[Start of Attachment]
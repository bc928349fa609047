//! Serializable Views of Parsed Firmware
//!
//! Gated behind the `serde` feature. [`crate::object::NodeInfo`] derives `Serialize` so
//! a parsed tree can be exported to JSON for external tooling; byte sizes serialize as
//! `0x`-prefixed hex strings via [`hex_format`], matching how firmware offsets and sizes
//! are conventionally displayed.
//!
//! ## License
//!
//! Copyright (C) Microsoft Corporation. All rights reserved.
//!
//! SPDX-License-Identifier: BSD-2-Clause-Patent
//!

/// Helper functions for serializing numbers as hex strings.
pub mod hex_format;

#[cfg(test)]
mod unit_tests {
    use crate::object::NodeInfo;

    #[test]
    fn node_info_serializes_sizes_as_hex() {
        let info = NodeInfo {
            type_name: "FirmwareVolume".into(),
            guid: "8c8ce578-8a3d-4f1c-9935-896185c32dd3".into(),
            size: 0x48,
            ..Default::default()
        };
        let json = serde_json::to_string(&info).unwrap();
        assert!(json.contains(r#""size":"0x48""#));
        assert!(json.contains(r#""type_name":"FirmwareVolume""#));
        // content is omitted when not captured
        assert!(!json.contains("content"));
    }
}
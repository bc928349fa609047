//! Firmware File Sections
//!
//! A file's body is a chain of sections, each opening with the common 4-byte header
//! (24-bit size, 8-bit type) and aligned to 4 bytes relative to its predecessor.
//! Compression (0x01) and GUID-defined (0x02) sections encapsulate further sections;
//! firmware-volume-image sections (0x17) nest whole volumes; the remaining recognized
//! types decorate the tree with names or opaque payloads.
//!
//! ## License
//!
//! Copyright (C) Microsoft Corporation. All rights reserved.
//!
//! SPDX-License-Identifier: BSD-2-Clause-Patent
//!

use std::io::{self, Write};
use std::path::Path;
use std::sync::Arc;

use crate::auto::AutoRaw;
use crate::codec::{CompressionAlgorithm, CompressionCodecs, try_decompress};
use crate::error::Error;
use crate::fw_fs::guids;
use crate::fw_fs::volume::FirmwareVolume;
use crate::fw_fs::{section_type_name, uefi_name};
use crate::guid::guid_string;
use crate::object::{FirmwareObject, ParseContext, ts, write_file};
use crate::reader::{clamped, read_array, read_u16, read_u24, read_u32, read_u8};

/// Nested-volume marker some HP images place at the head of a raw section.
const HP_NESTED_FV_PREFIX: &[u8] = b"123456789A";

/// A firmware file section: common header plus (possibly encapsulated) payload.
pub struct Section {
    size: u32,
    section_type: u8,
    guid: [u8; 16],
    data: Vec<u8>,
    name: Option<String>,
    parsed: Option<Box<dyn FirmwareObject>>,
    parsed_offset: usize,
}

impl Section {
    /// Read the common header and clamp the owned range to the declared size. The parent
    /// file's GUID is retained so encapsulated payloads can be traced to their file.
    pub fn new(data: &[u8], parent_guid: [u8; 16]) -> Result<Section, Error> {
        if data.len() < 4 {
            return Err(Error::InvalidHeader("section header"));
        }
        let size = read_u24(data, 0)?;
        let section_type = read_u8(data, 3)?;
        Ok(Section {
            size,
            section_type,
            guid: parent_guid,
            data: clamped(data, 0, size as usize).to_vec(),
            name: None,
            parsed: None,
            parsed_offset: 0,
        })
    }

    /// Declared size from the common header, including the header itself.
    pub fn declared_size(&self) -> u32 {
        self.size
    }

    pub fn section_type(&self) -> u8 {
        self.section_type
    }

    pub fn name(&self) -> Option<&str> {
        self.name.as_deref()
    }

    pub fn parsed_object(&self) -> Option<&dyn FirmwareObject> {
        self.parsed.as_deref()
    }

    fn body(&self) -> &[u8] {
        clamped(&self.data, 4, self.data.len())
    }

    /// Replace the owned bytes and re-parse. The new declared size is read from the
    /// replacement bytes; the enclosing file's `build` propagates any growth upward.
    pub fn regen(&mut self, data: Vec<u8>, ctx: &ParseContext) -> Result<bool, Error> {
        *self = Section::new(&data, self.guid)?;
        Ok(FirmwareObject::process(self, ctx))
    }
}

impl FirmwareObject for Section {
    fn process(&mut self, ctx: &ParseContext) -> bool {
        self.parsed = None;
        self.name = None;
        self.parsed_offset = 0;

        match self.section_type {
            0x01 => {
                let Some(child_ctx) = ctx.descend() else {
                    log::warn!("maximum parse depth exceeded in compression section");
                    return false;
                };
                match CompressedSection::new(self.body(), self.guid, ctx) {
                    Ok(mut compressed) => {
                        let status = FirmwareObject::process(&mut compressed, &child_ctx);
                        self.parsed = Some(Box::new(compressed));
                        status
                    }
                    Err(err) => {
                        log::warn!("malformed compression section: {err}");
                        false
                    }
                }
            }
            0x02 => {
                let Some(child_ctx) = ctx.descend() else {
                    log::warn!("maximum parse depth exceeded in guid-defined section");
                    return false;
                };
                match GuidDefinedSection::new(self.body(), ctx) {
                    Ok(mut guided) => {
                        let status = FirmwareObject::process(&mut guided, &child_ctx);
                        self.parsed = Some(Box::new(guided));
                        status
                    }
                    Err(err) => {
                        log::warn!("malformed guid-defined section: {err}");
                        false
                    }
                }
            }
            0x14 | 0x15 => {
                self.name = uefi_name(self.body());
                true
            }
            0x17 => {
                let Some(child_ctx) = ctx.descend() else {
                    log::warn!("maximum parse depth exceeded in volume-image section");
                    return false;
                };
                let name = guid_string(&self.guid);
                let (volume, offset) = match FirmwareVolume::new(self.body(), name.clone()) {
                    Ok(volume) => (Some(volume), 0),
                    // FFSv3 images prefix the volume with 4 extra bytes
                    Err(_) => match FirmwareVolume::new(clamped(self.body(), 4, usize::MAX), name) {
                        Ok(volume) => (Some(volume), 4),
                        Err(_) => (None, 0),
                    },
                };
                match volume {
                    Some(mut volume) => {
                        let status = FirmwareObject::process(&mut volume, &child_ctx);
                        self.parsed = Some(Box::new(volume));
                        self.parsed_offset = offset;
                        status
                    }
                    None => true,
                }
            }
            0x18 => match FreeformGuidSection::new(self.body()) {
                Ok(mut freeform) => {
                    let status = FirmwareObject::process(&mut freeform, ctx);
                    self.parsed = Some(Box::new(freeform));
                    status
                }
                Err(err) => {
                    log::warn!("malformed freeform-guid section: {err}");
                    false
                }
            },
            0x19 => {
                let Some(child_ctx) = ctx.descend() else {
                    log::warn!("maximum parse depth exceeded in raw section");
                    return false;
                };
                let body = self.body();
                if body.starts_with(HP_NESTED_FV_PREFIX) {
                    if let Ok(mut volume) =
                        FirmwareVolume::new(clamped(body, 12, usize::MAX), guid_string(&self.guid))
                    {
                        let status = FirmwareObject::process(&mut volume, &child_ctx);
                        self.parsed = Some(Box::new(volume));
                        self.parsed_offset = 12;
                        return status;
                    }
                }
                let mut auto = AutoRaw::new(body.to_vec());
                if FirmwareObject::process(&mut auto, &child_ctx) {
                    self.parsed = auto.into_object();
                }
                true
            }
            _ => true,
        }
    }

    fn build(&self, generate_checksum: bool) -> Vec<u8> {
        let mut body = match &self.parsed {
            Some(parsed) => {
                let mut out = self.body()[..self.parsed_offset.min(self.body().len())].to_vec();
                out.extend(parsed.build(generate_checksum));
                out
            }
            None => self.body().to_vec(),
        };

        let mut size = self.size as usize;
        let declared_body = size.saturating_sub(4);
        if body.len() < declared_body {
            body.resize(declared_body, 0x00);
        } else if body.len() > declared_body {
            size = body.len() + 4;
            log::warn!(
                "section (file {}) grew from {:#x} to {:#x} bytes",
                guid_string(&self.guid),
                self.size,
                size
            );
        }

        let size_bytes = (size as u32).to_le_bytes();
        let mut out = Vec::with_capacity(4 + body.len());
        out.extend_from_slice(&size_bytes[..3]);
        out.push(self.section_type);
        out.extend(body);
        out
    }

    fn byte_len(&self) -> usize {
        self.data.len()
    }

    fn type_name(&self) -> &'static str {
        "FirmwareFileSystemSection"
    }

    fn objects(&self) -> Vec<&dyn FirmwareObject> {
        self.parsed.as_deref().into_iter().collect()
    }

    fn label(&self) -> String {
        self.name.clone().unwrap_or_default()
    }

    fn guid(&self) -> Option<[u8; 16]> {
        Some(self.guid)
    }

    fn attrs(&self) -> Vec<(&'static str, String)> {
        vec![
            ("type", format!("{:#04x}", self.section_type)),
            ("size", format!("{:#x}", self.size)),
            ("type_name", section_type_name(self.section_type).0.to_string()),
        ]
    }

    fn content(&self) -> &[u8] {
        &self.data
    }

    fn show(&self, out: &mut dyn Write, indent: usize, index: Option<usize>) -> io::Result<()> {
        writeln!(
            out,
            "{}Section {}: type {:#04x}, size {:#x} ({} bytes) ({} section)",
            ts(indent),
            index.unwrap_or(0),
            self.section_type,
            self.size,
            self.size,
            section_type_name(self.section_type).0
        )?;
        if let Some(name) = &self.name {
            writeln!(out, "{}Name: {}", ts(indent), name)?;
        }
        if let Some(parsed) = &self.parsed {
            parsed.show(out, indent + 1, None)?;
        }
        Ok(())
    }

    fn dump(&self, dir: &Path, index: usize) {
        let extension = section_type_name(self.section_type).1;
        write_file(&dir.join(format!("section{index}.{extension}")), self.body());
        if let Some(parsed) = &self.parsed {
            parsed.dump(&dir.join(format!("section{index}")), 0);
        }
    }
}

/// Walk `data` as a chain of sections, 4-byte aligning between entries and terminating on
/// the first zero-sized section. Returns the sections and the AND-ed child status.
pub(crate) fn process_subsections(
    data: &[u8],
    parent_guid: [u8; 16],
    ctx: &ParseContext,
) -> (Vec<Section>, bool) {
    let mut sections = Vec::new();
    let mut status = true;
    let mut offset = 0usize;

    while offset < data.len() {
        if offset % 4 != 0 {
            offset += 4 - offset % 4;
        }
        if offset >= data.len() {
            break;
        }
        let section = match Section::new(&data[offset..], parent_guid) {
            Ok(section) => section,
            Err(_) => return (sections, false),
        };
        if section.declared_size() == 0 {
            break;
        }
        offset += section.declared_size() as usize;
        let mut section = section;
        status &= FirmwareObject::process(&mut section, ctx);
        sections.push(section);
    }
    (sections, status)
}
[End of Attachment]
=== INSTRUCTIONS FOR THE TASK ===
Restate exactly the records above from their first line through the line that holds "pub mod hex_format;", please, including both and leaving out all others.

=== EXERCISE ANSWER ===
repository bc928349fa609047
//! Serializable Views of Parsed Firmware
//!
//! Gated behind the `serde` feature. [`crate::object::NodeInfo`] derives `Serialize` so
//! a parsed tree can be exported to JSON for external tooling; byte sizes serialize as
//! `0x`-prefixed hex strings via [`hex_format`], matching how firmware offsets and sizes
//! are conventionally displayed.
//!
//! ## License
//!
//! Copyright (C) Microsoft Corporation. All rights reserved.
//!
//! SPDX-License-Identifier: BSD-2-Clause-Patent
//!

/// Helper functions for serializing numbers as hex strings.
pub mod hex_format;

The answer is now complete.